Now, when I send a cover letter with one of my submission, I usually go
My name is Davide Mana, and I am an Italian writer, working mostly in English.
And now something interesting happened, and it went more or less this way…
“I’m an Italian writer…”
“You don’t publish in Italy, and your English work’s not in translation, so no, technically you’re not.”
“But I am not an English or American writer either…”
“Of course not. You’re Italian.”
“But I am not an Italian WRITER.”
“Exactly. Not a writer, no. But your English is very good.”
Bilingualism sucks, sometimes, what?
Also, pigeonholing and over-categorization sucks too.

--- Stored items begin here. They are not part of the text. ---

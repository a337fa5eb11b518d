//! Transport abstraction for protocol connections
//!
//! A [`Connector`] opens a [`Transport`] for a named server; the client only
//! talks to the trait objects. How bytes move (child process stdio, sockets,
//! in-memory pipes) is up to the implementation.

use std::sync::Arc;

use async_trait::async_trait;
use thiserror::Error;

use crate::protocol::Message;

/// Errors raised by transports and connectors
#[derive(Debug, Clone, PartialEq, Eq, Error)]
pub enum TransportError {
    #[error("transport is closed")]
    Closed,

    #[error("failed to connect: {0}")]
    Connect(String),

    #[error("failed to send: {0}")]
    Send(String),
}

/// Something that arrived from the server side of a transport
#[derive(Debug, Clone)]
pub enum TransportEvent {
    Message(Message),
    /// The transport went away; no further events follow
    Closed { reason: Option<String> },
}

/// Callback receiving inbound transport events.
///
/// Invoked from the transport's reader task; it must not block.
pub type InboundHandler = Arc<dyn Fn(TransportEvent) + Send + Sync>;

/// Bidirectional message channel to one server
#[async_trait]
pub trait Transport: Send + Sync {
    /// Send a message to the server
    async fn send(&self, message: Message) -> Result<(), TransportError>;

    /// Install the handler for inbound messages, replacing any previous one
    fn on_message(&self, handler: InboundHandler);

    /// Close the transport. Idempotent.
    async fn close(&self);
}

/// Opens transports by server name
#[async_trait]
pub trait Connector: Send + Sync {
    async fn connect(&self, name: &str) -> Result<Arc<dyn Transport>, TransportError>;
}
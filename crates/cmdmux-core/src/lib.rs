//! # CmdMux Core Library
//!
//! Command orchestration primitives for CmdMux.
//!
//! ## Modules
//!
//! - `domain` - Command value objects and domain events
//! - `queue` - Bounded priority queue of pending commands
//! - `dispatcher` - Rate-limited, bounded-concurrency worker loop
//! - `rate_limiter` - Token bucket
//! - `history` - Ring buffer of executed commands and output truncation
//! - `cache` - Key/value cache with TTL and invalidation
//! - `config` - Configuration loading (file + `CMDMUX_*` environment)
//! - `event_bus` - Central event distribution system

pub mod cache;
pub mod config;
pub mod dispatcher;
pub mod domain;
pub mod error;
pub mod event_bus;
pub mod history;
pub mod queue;
pub mod rate_limiter;

// Re-export commonly used types
pub use domain::*;

pub use cache::{FetchTicket, TtlCache};
pub use config::{ConfigError, OrchestratorConfig, ENV_PREFIX};
pub use dispatcher::{CommandExecutor, Dispatcher, DispatcherSettings, FnExecutor, EXECUTION_FAILED_EXIT_CODE};
pub use error::{CommandError, CommandResult};
pub use event_bus::{EventBus, EventReceiver, EventSender, EventSubscriber};
pub use history::{truncate, HistoryEntry, RingHistoryBuffer};
pub use queue::{CommandTicket, PriorityCommandQueue};
pub use rate_limiter::RateLimiter;
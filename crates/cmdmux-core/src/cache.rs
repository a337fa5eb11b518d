//! Generic key/value cache with per-entry expiry and explicit invalidation.
//!
//! Reads take a shared lock and writes an exclusive one, so a reader sees
//! either the old or the new entry. Expired entries are never returned by
//! `get`; invalidated entries are removed outright.
//!
//! Fetch races are handled with a ticket: take `fetch_ticket()` before the
//! live fetch and store the result with `insert_fresh()`. If an invalidation
//! happened in between, the write is dropped so the next read fetches again.

use std::borrow::Borrow;
use std::collections::HashMap;
use std::hash::Hash;
use std::sync::atomic::{AtomicU64, Ordering};
use std::time::Duration;

use parking_lot::RwLock;
use tokio::time::Instant;

#[derive(Debug, Clone)]
struct CacheEntry<V> {
    value: V,
    expires_at: Instant,
}

impl<V> CacheEntry<V> {
    fn is_expired(&self, now: Instant) -> bool {
        now >= self.expires_at
    }
}

/// Invalidation epoch observed before a live fetch
#[derive(Debug, Clone, Copy, PartialEq, Eq)]
pub struct FetchTicket(u64);

/// Key/value cache with TTL
#[derive(Debug)]
pub struct TtlCache<K, V> {
    entries: RwLock<HashMap<K, CacheEntry<V>>>,
    ttl: Duration,
    invalidations: AtomicU64,
}

impl<K, V> TtlCache<K, V>
where
    K: Eq + Hash + Clone,
    V: Clone,
{
    /// Create a cache whose entries live for `ttl` unless invalidated
    pub fn new(ttl: Duration) -> Self {
        Self {
            entries: RwLock::new(HashMap::new()),
            ttl,
            invalidations: AtomicU64::new(0),
        }
    }

    pub fn ttl(&self) -> Duration {
        self.ttl
    }

    /// Get a live (non-expired) value
    pub fn get<Q>(&self, key: &Q) -> Option<V>
    where
        K: Borrow<Q>,
        Q: Hash + Eq + ?Sized,
    {
        let now = Instant::now();
        self.entries
            .read()
            .get(key)
            .filter(|entry| !entry.is_expired(now))
            .map(|entry| entry.value.clone())
    }

    /// Get a value even if it has expired
    ///
    /// Returns the value and whether it is stale. Invalidated entries are gone
    /// and are never returned.
    pub fn get_allow_stale<Q>(&self, key: &Q) -> Option<(V, bool)>
    where
        K: Borrow<Q>,
        Q: Hash + Eq + ?Sized,
    {
        let now = Instant::now();
        self.entries
            .read()
            .get(key)
            .map(|entry| (entry.value.clone(), entry.is_expired(now)))
    }

    /// Insert with the cache's default TTL
    pub fn insert(&self, key: K, value: V) {
        self.insert_with_ttl(key, value, self.ttl);
    }

    pub fn insert_with_ttl(&self, key: K, value: V, ttl: Duration) {
        let entry = CacheEntry {
            value,
            expires_at: Instant::now() + ttl,
        };
        self.entries.write().insert(key, entry);
    }

    /// Observe the invalidation epoch before starting a live fetch
    pub fn fetch_ticket(&self) -> FetchTicket {
        FetchTicket(self.invalidations.load(Ordering::Acquire))
    }

    /// Insert the result of a fetch started at `ticket`
    ///
    /// Returns false (and stores nothing) if any invalidation happened since
    /// the ticket was taken.
    pub fn insert_fresh(&self, key: K, value: V, ticket: FetchTicket) -> bool {
        let mut entries = self.entries.write();
        // Checked under the write lock; invalidations bump the epoch under it too.
        if self.invalidations.load(Ordering::Acquire) != ticket.0 {
            return false;
        }
        entries.insert(
            key,
            CacheEntry {
                value,
                expires_at: Instant::now() + self.ttl,
            },
        );
        true
    }

    /// Remove an entry. Returns true if one was present.
    pub fn invalidate<Q>(&self, key: &Q) -> bool
    where
        K: Borrow<Q>,
        Q: Hash + Eq + ?Sized,
    {
        let mut entries = self.entries.write();
        self.invalidations.fetch_add(1, Ordering::AcqRel);
        entries.remove(key).is_some()
    }

    /// Remove every entry. Returns the number removed.
    pub fn invalidate_all(&self) -> usize {
        let mut entries = self.entries.write();
        self.invalidations.fetch_add(1, Ordering::AcqRel);
        let removed = entries.len();
        entries.clear();
        removed
    }

    /// Drop expired entries. Returns the number removed.
    pub fn purge_expired(&self) -> usize {
        let now = Instant::now();
        let mut entries = self.entries.write();
        let before = entries.len();
        entries.retain(|_, entry| !entry.is_expired(now));
        before - entries.len()
    }

    /// Number of stored entries, expired ones included
    pub fn len(&self) -> usize {
        self.entries.read().len()
    }

    pub fn is_empty(&self) -> bool {
        self.entries.read().is_empty()
    }

    pub fn contains_key<Q>(&self, key: &Q) -> bool
    where
        K: Borrow<Q>,
        Q: Hash + Eq + ?Sized,
    {
        self.get(key).is_some()
    }
}
//! # CmdMux MCP Library
//!
//! Multi-server protocol client for CmdMux.
//!
//! This crate provides:
//! - A JSON-RPC shaped message envelope with opaque payloads
//! - Transport and connector contracts (no concrete wire transports)
//! - Per-server connection state machine with generation tracking
//! - `ProtocolClient`: parallel connect, request correlation, timeouts and
//!   capability caching
//!
//! ## Architecture
//!
//! ```text
//! ┌──────────────────────────────────────────────────────────────────┐
//! │                         ProtocolClient                           │
//! │                                                                  │
//! │   "github" → Connection { status, generation, pending ids }      │
//! │   "fs"     → Connection { status, generation, pending ids }      │
//! │                                                                  │
//! │   TtlCache<CacheKey, Vec<ToolDescriptor>>      (tools/list)      │
//! │   TtlCache<CacheKey, Vec<ResourceDescriptor>>  (resources/list)  │
//! └──────────────────────────────────────────────────────────────────┘
//!                │ Connector::connect(name)
//!                ▼
//!        Arc<dyn Transport>  ── send(Message) / on_message(handler)
//! ```
//!
//! ## Usage
//!
//! ```rust,ignore
//! use cmdmux_mcp::{ClientSettings, ConnectOptions, ProtocolClient};
//!
//! let client = ProtocolClient::new(
//!     [("github", github_connector), ("fs", fs_connector)],
//!     ClientSettings::default(),
//!     event_bus.sender(),
//! );
//!
//! let report = client
//!     .connect(None, ConnectOptions::default().require(["github"]))
//!     .await?;
//!
//! let tools = client.list_tools(None).await?;
//! let result = client.call_tool("github", "search_code", json!({ "query": "rust" })).await?;
//! ```

mod client;
mod connection;
pub mod error;
pub mod features;
pub mod protocol;
pub mod transport;

pub use client::{
    ClientSettings, ConnectOptions, ConnectReport, ProtocolClient, DEFAULT_CONNECT_TIMEOUT,
    DEFAULT_REQUEST_TIMEOUT, PROTOCOL_VERSION,
};
pub use error::ProtocolError;
pub use features::{
    resolve_qualified_name, CacheKey, Implementation, ResourceContents, ResourceDescriptor,
    ServerInfo, ToolCallResult, ToolContent, ToolDescriptor,
};
pub use protocol::{Message, Notification, Request, RequestId, Response, RpcError};
pub use transport::{Connector, InboundHandler, Transport, TransportError, TransportEvent};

Harlan Ellison said he was a writer, no need for any further definition beyond that, and I always tried to stick to that principle.
I write.
I can write fantasy, science fiction, horror, noir, thrillers, straightforward adventure, non-fiction of a variety of colors and flavors, gaming material…
I am a writer.
And now I’ll drop the detail about being Italian, probably, because it apparently causes no end of problems, and closes doors that I’d rather leave open.
The impression of having fallen through the cracks already, somehow, is strong.
I start feeling like one of those country-less men in Casablanca.
I’ll have to go and see il Signor Ferrari for papers…

See you at Rick’s.
15 February 2021 at 15:18
It sounds like a perfect Kafkaesque story. You were born Italian, then became an Italian writer and finally you conquered the odd no-homeland writer status a word at a time. A collateral effect of living in a non paying editorial country as ours. I feel dizzy thinking about it.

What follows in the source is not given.